• YOUR TASK
Take each line in the entries below that holds "green" and show it.

[Opening MATERIAL FOR THE TASK section]

//! LLM Gateway port
//!
//! Defines the interface for communicating with chat-model providers.

use async_trait::async_trait;
use thiserror::Error;

/// Errors that can occur during LLM gateway operations
#[derive(Error, Debug)]
pub enum GatewayError {
    #[error("Connection error: {0}")]
    ConnectionError(String),

    #[error("Authentication error: {0}")]
    AuthenticationError(String),

    #[error("Model not available: {0}")]
    ModelNotAvailable(String),

    #[error("Request failed: {0}")]
    RequestFailed(String),

    #[error("Invalid response: {0}")]
    InvalidResponse(String),

    #[error("Timeout")]
    Timeout,

    #[error("Other error: {0}")]
    Other(String),
}

/// Gateway for LLM communication
///
/// Implementations (adapters) live in the infrastructure layer.
#[async_trait]
pub trait LlmGateway: Send + Sync {
    /// Create a new session with a system prompt
    async fn create_session_with_system_prompt(
        &self,
        model: &str,
        system_prompt: &str,
    ) -> Result<Box<dyn LlmSession>, GatewayError>;
}

/// An active LLM session
#[async_trait]
pub trait LlmSession: Send + Sync {
    /// Model used by this session
    fn model(&self) -> &str;

    /// Send a message and get a response
    async fn send(&self, content: &str) -> Result<String, GatewayError>;
}
//! Progress notification port
//!
//! Defines the interface for reporting progress while a run walks the
//! workflow graph.

use autofix_domain::{BackendId, Commit, Fix, WorkflowState};

/// Callback for progress updates during a run
///
/// Implementations live in the presentation layer and can display
/// progress in various ways (progress bars, plain lines, etc.)
pub trait ProgressNotifier: Send + Sync {
    /// Called when the workflow enters a state
    fn on_state_enter(&self, state: WorkflowState);

    /// Called when a dispatch round starts
    fn on_dispatch_start(&self, _round: u32, _backends: &[BackendId], _files: usize) {}

    /// Called when one backend finishes its sweep
    fn on_backend_complete(&self, _backend: &BackendId, _issues: usize, _success: bool) {}

    /// Called when a dispatch round ends
    fn on_dispatch_complete(&self) {}

    /// Called when a fix is committed
    fn on_fix_applied(&self, _commit: &Commit) {}

    /// Called when a fix cannot be applied
    fn on_fix_skipped(&self, _fix: &Fix, _reason: &str) {}
}

/// No-op progress notifier for when progress reporting is not needed
pub struct NoProgress;

impl ProgressNotifier for NoProgress {
    fn on_state_enter(&self, _state: WorkflowState) {}
}
//! Console output formatter for run reports

use colored::Colorize;
use autofix_domain::{OutputFormat, RunReport, Severity, UnresolvedReason};

/// Formats run reports for console display
pub struct ConsoleFormatter;

impl ConsoleFormatter {
    /// Render `report` in the requested format
    pub fn render(report: &RunReport, format: OutputFormat) -> String {
        match format {
            OutputFormat::Full => Self::format(report),
            OutputFormat::Summary => Self::format_summary(report),
            OutputFormat::Json => Self::format_json(report),
        }
    }

    /// Format the complete report
    pub fn format(report: &RunReport) -> String {
        let mut output = String::new();

        output.push_str(&Self::header("autofix-council Run Report"));
        output.push('\n');
        output.push_str(&format!("{} {}\n", "Run:".cyan().bold(), report.run_id));
        output.push_str(&format!(
            "{} {}\n",
            "Branch:".cyan().bold(),
            report.branch_name
        ));
        output.push_str(&format!("{} {}\n", "Push:".cyan().bold(), Self::push_status(report)));

        // Findings per backend
        output.push_str(&Self::section_header("Findings"));
        for (backend, issues) in report.all_issues.iter() {
            let label = format!("{:<16}", backend.as_str());
            if issues.is_empty() {
                output.push_str(&format!("  {} {}\n", label.dimmed(), "no issues".dimmed()));
            } else {
                output.push_str(&format!("  {} {} issue(s)\n", label.yellow(), issues.len()));
            }
        }

        // Rounds
        if !report.rounds.is_empty() {
            output.push_str(&Self::section_header("Rounds"));
            for round in &report.rounds {
                output.push_str(&format!(
                    "  #{}: {} reported, {} selected, {} committed, {} skipped",
                    round.round,
                    round.issues_reported,
                    round.fixes_selected,
                    round.commits,
                    round.skipped
                ));
                if !round.silent_backends.is_empty() {
                    output.push_str(&format!(
                        " {}",
                        format!("(silent: {})", round.silent_backends.join(", ")).dimmed()
                    ));
                }
                output.push('\n');
            }
        }

        // Commits
        output.push_str(&Self::section_header("Commits"));
        if report.commits.is_empty() {
            output.push_str(&format!("  {}\n", "none".dimmed()));
        }
        for commit in &report.commits {
            output.push_str(&format!(
                "  {} {}\n",
                commit.short_hash.yellow(),
                commit.message
            ));
        }

        // Unresolved
        if !report.unresolved.is_empty() {
            output.push_str(&Self::section_header("Unresolved"));
            for item in &report.unresolved {
                let reason = match item.reason {
                    UnresolvedReason::Unfixable => "no fix offered",
                    UnresolvedReason::Rejected => "rejected",
                    UnresolvedReason::Skipped => "could not apply",
                };
                output.push_str(&format!(
                    "  {} {}:{} {} {}\n",
                    Self::severity_badge(item.severity),
                    item.file,
                    item.line,
                    item.message,
                    format!("({})", reason).dimmed()
                ));
            }
        }

        // Score
        let score = &report.score;
        output.push_str(&Self::section_header("Score"));
        output.push_str(&format!("  base               {:>4}\n", score.base));
        output.push_str(&format!("  speed bonus        {:>+4}\n", score.speed_bonus));
        output.push_str(&format!("  fix bonus          {:>+4}\n", score.quality_bonus));
        output.push_str(&format!("  commit penalty     {:>4}\n", -score.efficiency_penalty));
        output.push_str(&format!(
            "  unfixed penalty    {:>4}  ({} unfixed)\n",
            -score.quality_penalty, score.unfixed_issues
        ));
        output.push_str(&format!(
            "  {}              {}\n",
            "total".bold(),
            Self::total(score.total)
        ));

        output.push_str(&Self::footer());
        output
    }

    /// Branch, counts and total score
    pub fn format_summary(report: &RunReport) -> String {
        let mut output = String::new();

        output.push_str(&format!(
            "{} {}\n",
            "=== Run".cyan().bold(),
            format!("{} ===", report.run_id).cyan().bold()
        ));
        output.push_str(&format!("{} {}\n", "Branch:".bold(), report.branch_name));
        output.push_str(&format!(
            "{} {} applied, {} unresolved, {} reported\n",
            "Fixes:".bold(),
            report.fixes_applied,
            report.unresolved.len(),
            report.reported_issue_count()
        ));
        output.push_str(&format!("{} {}\n", "Push:".bold(), Self::push_status(report)));
        output.push_str(&format!(
            "{} {}\n",
            "Score:".bold(),
            Self::total(report.score.total)
        ));

        output
    }

    /// The report as pretty-printed JSON
    pub fn format_json(report: &RunReport) -> String {
        serde_json::to_string_pretty(report).unwrap_or_else(|e| {
            serde_json::json!({ "error": format!("failed to serialize report: {}", e) })
                .to_string()
        })
    }

    fn push_status(report: &RunReport) -> String {
        match (&report.push_error, report.is_pushed()) {
            (Some(error), _) => format!("{} {}", "failed:".red(), error),
            (None, true) => "pushed".green().to_string(),
            (None, false) => "not pushed".dimmed().to_string(),
        }
    }

    fn severity_badge(severity: Severity) -> String {
        let label = format!("[{}]", severity.as_str());
        match severity {
            Severity::Critical => label.red().bold().to_string(),
            Severity::High => label.red().to_string(),
            Severity::Medium => label.yellow().to_string(),
            Severity::Low => label.dimmed().to_string(),
        }
    }

    fn total(total: i64) -> String {
        let text = format!("{}/100", total);
        match total {
            80.. => text.green().bold().to_string(),
            50..=79 => text.yellow().bold().to_string(),
            _ => text.red().bold().to_string(),
        }
    }

    fn header(title: &str) -> String {
        let line = "=".repeat(60);
        format!("{}\n{:^60}\n{}", line.cyan(), title.bold(), line.cyan())
    }

    fn section_header(title: &str) -> String {
        format!("\n{}\n{}\n", title.cyan().bold(), "-".repeat(40))
    }

    fn footer() -> String {
        format!("\n{}\n", "=".repeat(60).cyan())
    }
}
//! Port for structured run-event logging.
//!
//! Defines the [`RunEventLogger`] trait for recording workflow events
//! (state transitions, backend results, applied and skipped fixes) to a
//! structured log.
//!
//! This is separate from `tracing`-based operation logs: tracing handles
//! human-readable diagnostic messages, while this port captures a
//! machine-readable transcript of the run (JSONL).

use serde_json::Value;

/// A structured run event.
pub struct RunEvent {
    /// Event type identifier (e.g., "state_entered", "fix_applied").
    pub event_type: &'static str,
    /// JSON payload with event-specific data.
    pub payload: Value,
}

impl RunEvent {
    pub fn new(event_type: &'static str, payload: Value) -> Self {
        Self {
            event_type,
            payload,
        }
    }
}

/// Port for logging run events.
///
/// `log` is synchronous and infallible; adapters swallow write errors so
/// the run is never disrupted by its own transcript.
pub trait RunEventLogger: Send + Sync {
    fn log(&self, event: RunEvent);
}

/// No-op implementation for tests and when logging is disabled.
pub struct NoRunEventLogger;

impl RunEventLogger for NoRunEventLogger {
    fn log(&self, _event: RunEvent) {}
}
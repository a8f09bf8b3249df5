//! Chat-completions adapter
//!
//! Implements LlmGateway over any OpenAI-compatible `/chat/completions`
//! endpoint (OpenRouter, OpenAI, local servers).

pub mod error;
pub mod gateway;
pub mod protocol;
pub mod session;
//! In-memory working copy for dry runs and tests

use super::paths::resolve;
use async_trait::async_trait;
use autofix_application::ports::working_copy::{WorkingCopy, WorkingCopyError};
use autofix_domain::CodeFile;
use sha2::{Digest, Sha256};
use std::collections::HashMap;
use std::path::Path;
use std::sync::{Mutex, MutexGuard};

/// A commit recorded by [`InMemoryWorkingCopy`]
#[derive(Debug, Clone, PartialEq, Eq)]
pub struct MemoryCommit {
    pub hash: String,
    pub branch: Option<String>,
    pub file: String,
    pub message: String,
}

#[derive(Default)]
struct Inner {
    files: HashMap<String, String>,
    branch: Option<String>,
    commits: Vec<MemoryCommit>,
    pushes: Vec<(String, String)>,
}

/// Working copy held entirely in memory.
///
/// Commit hashes are the hex SHA-256 of the parent hash, path, message and
/// committed content, so identical histories produce identical hashes.
#[derive(Default)]
pub struct InMemoryWorkingCopy {
    inner: Mutex<Inner>,
}

impl InMemoryWorkingCopy {
    pub fn new() -> Self {
        Self::default()
    }

    pub fn from_files(files: impl IntoIterator<Item = CodeFile>) -> Self {
        let wc = Self::new();
        {
            let mut inner = wc.lock();
            for file in files {
                inner.files.insert(file.path, file.content);
            }
        }
        wc
    }

    fn lock(&self) -> MutexGuard<'_, Inner> {
        self.inner.lock().unwrap_or_else(|poisoned| poisoned.into_inner())
    }

    pub fn content(&self, path: &str) -> Option<String> {
        self.lock().files.get(path).cloned()
    }

    pub fn current_branch(&self) -> Option<String> {
        self.lock().branch.clone()
    }

    pub fn commits(&self) -> Vec<MemoryCommit> {
        self.lock().commits.clone()
    }

    /// `(remote, branch)` pairs pushed so far
    pub fn pushes(&self) -> Vec<(String, String)> {
        self.lock().pushes.clone()
    }
}

fn check_path(path: &str) -> Result<(), WorkingCopyError> {
    resolve(Path::new(""), path).map(|_| ())
}

#[async_trait]
impl WorkingCopy for InMemoryWorkingCopy {
    async fn prepare_branch(&self, branch: &str) -> Result<(), WorkingCopyError> {
        if branch.trim().is_empty() {
            return Err(WorkingCopyError::Branch("empty branch name".to_string()));
        }
        self.lock().branch = Some(branch.to_string());
        Ok(())
    }

    async fn read_file(&self, path: &str) -> Result<Option<String>, WorkingCopyError> {
        check_path(path)?;
        Ok(self.content(path))
    }

    async fn write_file(&self, path: &str, content: &str) -> Result<(), WorkingCopyError> {
        check_path(path)?;
        self.lock()
            .files
            .insert(path.to_string(), content.to_string());
        Ok(())
    }

    async fn commit(&self, path: &str, message: &str) -> Result<String, WorkingCopyError> {
        check_path(path)?;
        let mut inner = self.lock();
        let content = inner
            .files
            .get(path)
            .ok_or_else(|| WorkingCopyError::Commit(format!("pathspec '{}' did not match", path)))?;

        let mut hasher = Sha256::new();
        if let Some(parent) = inner.commits.last() {
            hasher.update(parent.hash.as_bytes());
        }
        hasher.update(path.as_bytes());
        hasher.update([0]);
        hasher.update(message.as_bytes());
        hasher.update([0]);
        hasher.update(content.as_bytes());
        let hash = hex::encode(hasher.finalize());

        let commit = MemoryCommit {
            hash: hash.clone(),
            branch: inner.branch.clone(),
            file: path.to_string(),
            message: message.to_string(),
        };
        inner.commits.push(commit);
        Ok(hash)
    }

    async fn push(&self, remote: &str, branch: &str) -> Result<(), WorkingCopyError> {
        self.lock()
            .pushes
            .push((remote.to_string(), branch.to_string()));
        Ok(())
    }
}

[Closing MATERIAL FOR THE TASK section]

• EXERCISE OUTPUT
            (None, true) => "pushed".green().to_string(),
            80.. => text.green().bold().to_string(),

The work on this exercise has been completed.